MUDGE’S Musings
Forests have been felled, and electrons have been transformed by the gazillions since Mitt Romney officially tackled his difficult religion last week. Steve Chapman’s input was appreciatively noted in our last post.
Today we encountered an interesting pair of commentaries on the same topic worth continuing the conversation: Maureen Dowd in the NYTimes, and Charles Krauthammer in the Washington Post.
First, Dowd:
Mitt’s No J.F.K.
By MAUREEN DOWD | Published: December 9, 2007
You’d think Catholics, who watched with trepidation as J.F.K. battled prejudice, would be sympathetic to Mitt Romney….
Mormons see themselves as the one true religion, and don’t buy all of the New Testament, he [Joseph Smith biographer Jon Krakauer] said, “which makes it curious why Mitt thinks evangelical Christians are his allies….”
“J.F.K.’s speech was to reassure Americans that he wasn’t a religious fanatic,” Mr. Krakauer agreed. “Mitt’s was to tell evangelical Christians, ‘I’m a religious fanatic just like you.’”
[Please click the link below for the complete article — but then please come on back!]
Mitt’s No J.F.K. – New York Times
Krauthammer has his usual unique perspective — highly critical of Mike Huckabee for pushing Romney’s religion front and center:
Huckabee Plays the Religion Card
By Charles Krauthammer | Friday, December 7, 2007; Page A39
Mormonism should be a total irrelevancy in any political campaign. It is not. Which is why Mitt Romney had to deliver his JFK “religion speech” yesterday. He didn’t want to. But he figured that he had to. Why? Because he’s being overtaken in Iowa. Why Iowa? Because about 40 percent of the Republican caucus voters in 2000 were self-described “Christian conservatives” — twice the number of those in New Hampshire, for example — and, for many of them, Mormonism is a Christian heresy.
It’s not relevant, and shame on Huckabee for forcing Romney to respond, says Krauthammer.
[Please click the link below for the complete article — but then please come on back!]
Charles Krauthammer – Huckabee Plays the Religion Card – washingtonpost.com
As it happens, Krauthammer, Dowd, and this writer are also members of minority religions in this country.
A country founded on the principles of political and religious liberty.
Principles which have come under attack from within in pernicious ways.
For the past seven years, the U.S. has been run by fanatical neo-con evangelical Christians. We can see the results, in a murderous and pointless exercise in Iraq; in the torture of political prisoners (when did the U.S. ever even have political prisoners — isn’t that for the Soviet Union?); in the brainless interruption on spurious religious grounds of stem cell research that could lead to amazing medical breakthroughs.
One dares say that any change just has to be for the better.
And when it comes down to it, a list of the problems MUDGE has with Huckabee, Romney, Giuliani, Thompson and all of the Republican contenders is plenty lengthy without anyone’s religious affiliation even moving the needle.

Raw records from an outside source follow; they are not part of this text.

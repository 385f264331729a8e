//! Access audit trail types.

use serde::{Deserialize, Serialize};

use crate::time::{epoch, Timestamp};

/// Source address recorded when the caller's address cannot be determined.
pub const UNKNOWN_SOURCE: &str = "unknown";

/// Default page size for access log queries.
pub const DEFAULT_PAGE_LIMIT: u32 = 100;

/// Largest page size an access log query may request.
pub const MAX_PAGE_LIMIT: u32 = 1000;

/// One append-only audit record of a rate read.
#[derive(Debug, Clone, PartialEq, Eq, Serialize, Deserialize)]
#[cfg_attr(feature = "openapi", derive(utoipa::ToSchema))]
pub struct AccessLogEntry {
    /// Caller's network address, or [`UNKNOWN_SOURCE`].
    #[serde(rename = "ipAddress")]
    pub source_address: String,
    /// When the access happened.
    #[serde(rename = "accessedAt")]
    #[cfg_attr(feature = "openapi", schema(value_type = String, format = "date-time"))]
    pub observed_at: Timestamp,
}

impl AccessLogEntry {
    /// Create a new entry, substituting [`UNKNOWN_SOURCE`] for a blank address.
    pub fn new(source_address: impl Into<String>, observed_at: Timestamp) -> Self {
        let source_address = source_address.into();
        let source_address = if source_address.trim().is_empty() {
            UNKNOWN_SOURCE.to_string()
        } else {
            source_address
        };

        Self {
            source_address,
            observed_at,
        }
    }
}

/// Filter and pagination for reading the access log.
#[derive(Debug, Clone, PartialEq, Eq)]
pub struct AccessLogQuery {
    /// Inclusive lower bound; the Unix epoch when absent.
    pub start: Option<Timestamp>,
    /// Inclusive upper bound; the time of the query when absent.
    pub end: Option<Timestamp>,
    /// Requested page size.
    pub limit: u32,
    /// Page index (not a row offset).
    pub offset: u32,
}

impl Default for AccessLogQuery {
    fn default() -> Self {
        Self {
            start: None,
            end: None,
            limit: DEFAULT_PAGE_LIMIT,
            offset: 0,
        }
    }
}

impl AccessLogQuery {
    /// Page size clamped to `1..=MAX_PAGE_LIMIT`.
    pub fn page_size(&self) -> u32 {
        self.limit.clamp(1, MAX_PAGE_LIMIT)
    }

    /// Number of rows to skip.
    pub fn skip(&self) -> u64 {
        u64::from(self.offset) * u64::from(self.page_size())
    }

    /// Resolve the date range against the current time.
    pub fn range(&self, now: Timestamp) -> (Timestamp, Timestamp) {
        (self.start.unwrap_or_else(epoch), self.end.unwrap_or(now))
    }
}

#[cfg(test)]
mod tests {
    use super::*;
    use crate::time::now;

    #[test]
    fn test_blank_source_becomes_unknown() {
        let entry = AccessLogEntry::new("  ", now());
        assert_eq!(entry.source_address, UNKNOWN_SOURCE);

        let entry = AccessLogEntry::new("10.0.0.1", now());
        assert_eq!(entry.source_address, "10.0.0.1");
    }

    #[test]
    fn test_entry_json_field_names() {
        let entry = AccessLogEntry::new("10.0.0.1", now());
        let json = serde_json::to_value(&entry).unwrap();

        assert_eq!(json["ipAddress"], "10.0.0.1");
        assert!(json.get("accessedAt").is_some());
    }

    #[test]
    fn test_query_pagination() {
        let query = AccessLogQuery {
            limit: 5000,
            offset: 2,
            ..Default::default()
        };
        assert_eq!(query.page_size(), MAX_PAGE_LIMIT);
        assert_eq!(query.skip(), 2000);

        let query = AccessLogQuery {
            limit: 0,
            ..Default::default()
        };
        assert_eq!(query.page_size(), 1);
        assert_eq!(query.skip(), 0);
    }

    #[test]
    fn test_query_range_defaults() {
        let at = now();
        let (start, end) = AccessLogQuery::default().range(at);
        assert_eq!(start, epoch());
        assert_eq!(end, at);
    }
}
#[cfg(test)]
mod tests {
    use super::*;
    use std::sync::Arc;

    use axum::body::Body;
    use axum::http::{Request, StatusCode};
    use chrono::Duration;
    use tower::ServiceExt;

    use ratecache_common::{now, ExchangeRateSnapshot, LatestRates, RateTable, SnapshotId};
    use ratecache_core::{CacheConfig, MemoryStore, MockRateFetcher, QueueWorker, RateCacheService};

    struct TestApp {
        app: Router,
        worker: QueueWorker,
        store: Arc<MemoryStore>,
        fetcher: Arc<MockRateFetcher>,
    }

    fn usd_rates() -> LatestRates {
        let table: RateTable = [("EUR".to_string(), 0.85), ("GBP".to_string(), 0.79)]
            .into_iter()
            .collect();
        LatestRates::new("USD", table, now())
    }

    fn test_app(trust_proxy: bool) -> TestApp {
        let store = Arc::new(MemoryStore::new());
        let fetcher = Arc::new(MockRateFetcher::new("mock"));
        fetcher.set_rates(usd_rates());

        let (service, worker) = RateCacheService::start(
            fetcher.clone(),
            store.clone(),
            store.clone(),
            CacheConfig::default(),
        );
        let app = router(AppState::new(service, store.clone(), trust_proxy));

        TestApp {
            app,
            worker,
            store,
            fetcher,
        }
    }

    async fn get(app: &Router, request: Request<Body>) -> (StatusCode, Value) {
        let response = app.clone().oneshot(request).await.unwrap();
        let status = response.status();
        let bytes = axum::body::to_bytes(response.into_body(), usize::MAX)
            .await
            .unwrap();
        (status, serde_json::from_slice(&bytes).unwrap())
    }

    fn request(uri: &str) -> Request<Body> {
        Request::builder().uri(uri).body(Body::empty()).unwrap()
    }

    #[tokio::test]
    async fn test_current_rates_cold_start() {
        let t = test_app(true);

        let req = Request::builder()
            .uri("/v1/current-rates")
            .header("x-forwarded-for", "203.0.113.5, 10.0.0.1")
            .body(Body::empty())
            .unwrap();
        let (status, body) = get(&t.app, req).await;
        t.worker.shutdown().await;

        assert_eq!(status, StatusCode::OK);
        assert_eq!(body["base"], "USD");
        assert_eq!(body["rates"]["EUR"], 0.85);
        assert!(body["timestamp"].as_str().unwrap().ends_with('Z'));
        assert_eq!(t.fetcher.calls(), 1);

        let entries = t.store.access_entries();
        assert_eq!(entries.len(), 1);
        assert_eq!(entries[0].source_address, "203.0.113.5");
    }

    #[tokio::test]
    async fn test_current_rates_serves_stored_snapshot() {
        let t = test_app(true);
        let persisted_at = now() - Duration::minutes(5);
        t.store.insert_snapshot(ExchangeRateSnapshot::from_latest(
            SnapshotId::new(1),
            usd_rates(),
            persisted_at,
        ));

        let (status, body) = get(&t.app, request("/v1/current-rates")).await;
        t.worker.shutdown().await;

        assert_eq!(status, StatusCode::OK);
        let served: CurrentRates = serde_json::from_value(body).unwrap();
        assert_eq!(served.timestamp, persisted_at);
        assert_eq!(t.fetcher.calls(), 0);
        assert_eq!(t.store.access_entries()[0].source_address, UNKNOWN_SOURCE);
    }

    #[tokio::test]
    async fn test_forwarded_header_ignored_without_trust_proxy() {
        let t = test_app(false);
        t.store.insert_snapshot(ExchangeRateSnapshot::from_latest(
            SnapshotId::new(1),
            usd_rates(),
            now(),
        ));

        let req = Request::builder()
            .uri("/v1/current-rates")
            .header("x-forwarded-for", "203.0.113.5")
            .body(Body::empty())
            .unwrap();
        let (status, _) = get(&t.app, req).await;
        t.worker.shutdown().await;

        assert_eq!(status, StatusCode::OK);
        assert_eq!(t.store.access_entries()[0].source_address, UNKNOWN_SOURCE);
    }

    #[tokio::test]
    async fn test_invalid_forwarded_address_rejected() {
        let t = test_app(true);

        let req = Request::builder()
            .uri("/v1/current-rates")
            .header("x-forwarded-for", "not-an-ip")
            .body(Body::empty())
            .unwrap();
        let (status, body) = get(&t.app, req).await;
        t.worker.shutdown().await;

        assert_eq!(status, StatusCode::BAD_REQUEST);
        assert_eq!(body["message"], "Invalid input");
        assert_eq!(t.fetcher.calls(), 0);
    }

    #[tokio::test]
    async fn test_current_rates_upstream_unavailable() {
        let t = test_app(true);
        t.fetcher.set_empty();

        let (status, body) = get(&t.app, request("/v1/current-rates")).await;
        t.worker.shutdown().await;

        assert_eq!(status, StatusCode::SERVICE_UNAVAILABLE);
        assert_eq!(body["status"], "error");
        assert_eq!(
            body["message"],
            "Unable to fetch latest currency rates from provider"
        );
    }

    #[tokio::test]
    async fn test_current_rates_store_failure_is_500() {
        let t = test_app(true);
        t.store.fail_reads(true);

        let (status, body) = get(&t.app, request("/v1/current-rates")).await;
        t.worker.shutdown().await;

        assert_eq!(status, StatusCode::INTERNAL_SERVER_ERROR);
        assert_eq!(body["message"], "Internal server error");
    }

    #[tokio::test]
    async fn test_access_logs_defaults_and_ordering() {
        let t = test_app(true);
        let base = now() - Duration::minutes(10);
        for i in 0..3 {
            t.store.insert_access(AccessLogEntry::new(
                format!("10.0.0.{i}"),
                base + Duration::minutes(i),
            ));
        }

        let (status, body) = get(&t.app, request("/v1/access-logs")).await;
        t.worker.shutdown().await;

        assert_eq!(status, StatusCode::OK);
        assert_eq!(body["pagination"]["limit"], 100);
        assert_eq!(body["pagination"]["offset"], 0);
        let data = body["data"].as_array().unwrap();
        assert_eq!(data.len(), 3);
        assert_eq!(data[0]["ipAddress"], "10.0.0.2");
        assert!(data[0]["accessedAt"].is_string());
    }

    #[tokio::test]
    async fn test_access_logs_paging_and_range() {
        let t = test_app(true);
        for i in 0..5 {
            t.store.insert_access(AccessLogEntry::new(
                format!("10.0.0.{i}"),
                chrono::DateTime::parse_from_rfc3339(&format!("2024-01-0{}T12:00:00Z", i + 1))
                    .unwrap()
                    .with_timezone(&chrono::Utc),
            ));
        }

        let uri = concat!(
            "/v1/access-logs?startDate=2024-01-02T00:00:00Z",
            "&endDate=2024-01-05T00:00:00Z&limit=2&offset=1",
        );
        let (status, body) = get(&t.app, request(uri)).await;
        t.worker.shutdown().await;

        assert_eq!(status, StatusCode::OK);
        let addresses: Vec<&str> = body["data"]
            .as_array()
            .unwrap()
            .iter()
            .map(|e| e["ipAddress"].as_str().unwrap())
            .collect();
        assert_eq!(addresses, vec!["10.0.0.1"]);
        assert_eq!(body["pagination"]["limit"], 2);
        assert_eq!(body["pagination"]["offset"], 1);
    }

    #[tokio::test]
    async fn test_access_logs_validation_reports_every_rule() {
        let t = test_app(true);

        let uri = "/v1/access-logs?startDate=2024-01-01T00:00:00%2B02:00&limit=5000&offset=-1";
        let (status, body) = get(&t.app, request(uri)).await;
        t.worker.shutdown().await;

        assert_eq!(status, StatusCode::BAD_REQUEST);
        assert_eq!(body["status"], "error");
        assert_eq!(body["message"], "Invalid input");
        let fields: Vec<&str> = body["details"]
            .as_array()
            .unwrap()
            .iter()
            .map(|d| d["field"].as_str().unwrap())
            .collect();
        assert_eq!(fields, vec!["startDate", "limit", "offset"]);
    }

    #[tokio::test]
    async fn test_access_logs_store_failure_is_500() {
        let t = test_app(true);
        t.store.fail_reads(true);

        let (status, body) = get(&t.app, request("/v1/access-logs")).await;
        t.worker.shutdown().await;

        assert_eq!(status, StatusCode::INTERNAL_SERVER_ERROR);
        assert_eq!(body["message"], "Internal server error");
    }

    #[tokio::test]
    async fn test_health_and_metrics() {
        let t = test_app(true);

        let (status, body) = get(&t.app, request("/health")).await;
        assert_eq!(status, StatusCode::OK);
        assert_eq!(body["status"], "ok");

        get(&t.app, request("/v1/current-rates")).await;
        let (status, body) = get(&t.app, request("/metrics")).await;
        t.worker.shutdown().await;

        assert_eq!(status, StatusCode::OK);
        assert_eq!(body["coldStarts"], 1);
    }

    #[tokio::test]
    async fn test_openapi_document_served() {
        let t = test_app(true);

        let (status, body) = get(&t.app, request("/api-docs/openapi.json")).await;
        t.worker.shutdown().await;

        assert_eq!(status, StatusCode::OK);
        assert!(body["openapi"].as_str().unwrap().starts_with("3."));
        assert!(body["paths"].get("/v1/current-rates").is_some());
        assert!(body["paths"].get("/v1/access-logs").is_some());
        assert!(body["paths"]["/v1/access-logs"]["get"]["parameters"].is_array());
    }

    #[cfg(feature = "swagger-ui")]
    #[tokio::test]
    async fn test_api_docs_redirects_to_swagger_ui() {
        let t = test_app(true);

        let response = t.app.clone().oneshot(request("/api-docs")).await.unwrap();
        t.worker.shutdown().await;

        assert_eq!(response.status(), StatusCode::PERMANENT_REDIRECT);
        assert_eq!(
            response.headers()["location"],
            crate::openapi::SWAGGER_UI_ENTRY
        );
    }

    #[test]
    fn test_validate_end_before_start() {
        let params = AccessLogsParams {
            start_date: Some("2024-02-01T00:00:00Z".to_string()),
            end_date: Some("2024-01-01T00:00:00Z".to_string()),
            ..Default::default()
        };
        let errors = params.validate().unwrap_err();
        assert_eq!(
            errors,
            vec![FieldError::new("endDate", "End date must be after start date")]
        );
    }

    #[test]
    fn test_validate_messages() {
        let params = AccessLogsParams {
            start_date: Some("yesterday".to_string()),
            end_date: Some("2024-01-01T00:00:00+00:00".to_string()),
            limit: Some("0".to_string()),
            offset: Some("x".to_string()),
        };
        let messages: Vec<String> = params
            .validate()
            .unwrap_err()
            .into_iter()
            .map(|e| e.message)
            .collect();
        assert_eq!(
            messages,
            vec![
                "Start date must be a valid ISO 8601 date",
                "End date must explicitly end with Z to indicate UTC",
                "Limit must be at least 1",
                "Offset must be an integer",
            ]
        );
    }

    #[test]
    fn test_validate_accepts_bounds() {
        let params = AccessLogsParams {
            limit: Some("1000".to_string()),
            offset: Some("0".to_string()),
            ..Default::default()
        };
        let query = params.validate().unwrap();
        assert_eq!(query.limit, 1000);
        assert_eq!(query.offset, 0);
        assert!(query.start.is_none());
    }

    #[test]
    fn test_source_address_resolution() {
        let mut headers = HeaderMap::new();
        let peer: SocketAddr = "192.0.2.10:55000".parse().unwrap();
        fn resolve(headers: &HeaderMap, peer: Option<SocketAddr>, trust: bool) -> String {
            source_address(headers, peer, trust).unwrap()
        }

        assert_eq!(resolve(&headers, Some(peer), true), "192.0.2.10");
        assert_eq!(resolve(&headers, None, true), UNKNOWN_SOURCE);

        headers.insert("x-forwarded-for", "2001:db8::1, 10.0.0.1".parse().unwrap());
        assert_eq!(resolve(&headers, Some(peer), true), "2001:db8::1");
        assert_eq!(resolve(&headers, Some(peer), false), "192.0.2.10");
    }
}
//! RateCache Common Types
//!
//! This crate contains shared types used across the RateCache service,
//! including exchange-rate snapshots, access log entries, and the error
//! taxonomy surfaced by the caching core.

pub mod identifiers;
pub mod snapshot;
pub mod access_log;
pub mod error;
pub mod time;

pub use identifiers::*;
pub use snapshot::*;
pub use access_log::*;
pub use error::*;
pub use time::*;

This is all a distraction, anyway. There’s still a bloody war on; the sub-prime driven financial crisis has barely scratched the surface; and as long as we’re speaking of sub-prime, let’s use that phrase to define public education, and then fix it!
These are the real issues to grapple with, and these conversations about a person’s private religious practice are meant to deflect us from the reality of the failures of the present government, and the empty promises of most of those who aim to succeed it.
In case you missed it, I’ll finish this with Krauthammer’s carefully drawn irony:
Every mention of God in every inaugural address in American history refers to the deity in this kind of all-embracing, universal, nondenominational way. (The one exception: William Henry Harrison. He caught cold delivering that inaugural address. Thirty-one days later, he was dead. Draw your own conclusion.)